What you should do :: Every line of the data that includes "models" should be copied out.

Input material ::

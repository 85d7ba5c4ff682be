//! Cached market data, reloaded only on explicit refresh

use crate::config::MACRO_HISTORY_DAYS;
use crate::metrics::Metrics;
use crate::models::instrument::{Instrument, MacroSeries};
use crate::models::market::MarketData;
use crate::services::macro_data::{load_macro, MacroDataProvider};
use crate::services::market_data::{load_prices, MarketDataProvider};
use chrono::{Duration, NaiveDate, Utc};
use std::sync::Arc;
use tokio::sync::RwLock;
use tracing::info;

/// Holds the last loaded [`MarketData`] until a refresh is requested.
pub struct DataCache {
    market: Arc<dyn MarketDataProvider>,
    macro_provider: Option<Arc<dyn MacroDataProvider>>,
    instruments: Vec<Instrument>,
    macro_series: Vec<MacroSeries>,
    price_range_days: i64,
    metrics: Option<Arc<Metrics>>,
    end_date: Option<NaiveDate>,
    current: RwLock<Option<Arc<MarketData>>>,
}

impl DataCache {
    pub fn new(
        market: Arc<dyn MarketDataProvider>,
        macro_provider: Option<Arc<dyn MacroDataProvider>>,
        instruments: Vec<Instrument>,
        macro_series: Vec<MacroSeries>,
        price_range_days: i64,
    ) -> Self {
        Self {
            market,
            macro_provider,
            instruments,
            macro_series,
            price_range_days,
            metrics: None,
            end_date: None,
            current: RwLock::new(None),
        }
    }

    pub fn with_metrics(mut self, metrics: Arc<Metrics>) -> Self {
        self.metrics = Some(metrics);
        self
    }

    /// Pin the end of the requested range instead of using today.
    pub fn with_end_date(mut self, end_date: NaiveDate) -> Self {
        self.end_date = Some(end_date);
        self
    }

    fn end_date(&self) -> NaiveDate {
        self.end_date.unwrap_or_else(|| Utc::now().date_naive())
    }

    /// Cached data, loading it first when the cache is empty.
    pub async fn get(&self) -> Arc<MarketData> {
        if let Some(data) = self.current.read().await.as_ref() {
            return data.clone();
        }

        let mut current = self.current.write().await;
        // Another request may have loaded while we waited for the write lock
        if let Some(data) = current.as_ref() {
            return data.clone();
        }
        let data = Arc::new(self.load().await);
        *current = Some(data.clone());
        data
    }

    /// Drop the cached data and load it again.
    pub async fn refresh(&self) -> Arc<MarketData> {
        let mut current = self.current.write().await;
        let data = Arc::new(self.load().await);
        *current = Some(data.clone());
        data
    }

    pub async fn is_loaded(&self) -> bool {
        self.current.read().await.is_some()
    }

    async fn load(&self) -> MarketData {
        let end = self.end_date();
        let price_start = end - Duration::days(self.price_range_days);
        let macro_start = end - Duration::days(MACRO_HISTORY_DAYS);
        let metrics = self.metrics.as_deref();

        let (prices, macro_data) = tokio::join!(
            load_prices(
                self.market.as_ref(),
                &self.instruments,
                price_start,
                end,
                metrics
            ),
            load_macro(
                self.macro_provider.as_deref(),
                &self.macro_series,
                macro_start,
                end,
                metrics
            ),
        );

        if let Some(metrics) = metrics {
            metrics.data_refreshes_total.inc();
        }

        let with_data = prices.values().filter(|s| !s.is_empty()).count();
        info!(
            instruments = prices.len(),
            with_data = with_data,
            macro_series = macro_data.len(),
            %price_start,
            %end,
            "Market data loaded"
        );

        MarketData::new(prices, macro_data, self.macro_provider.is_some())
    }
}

Response to this exercise ::
use crate::models::instrument::{Instrument, MacroSeries};
use crate::models::market::MarketData;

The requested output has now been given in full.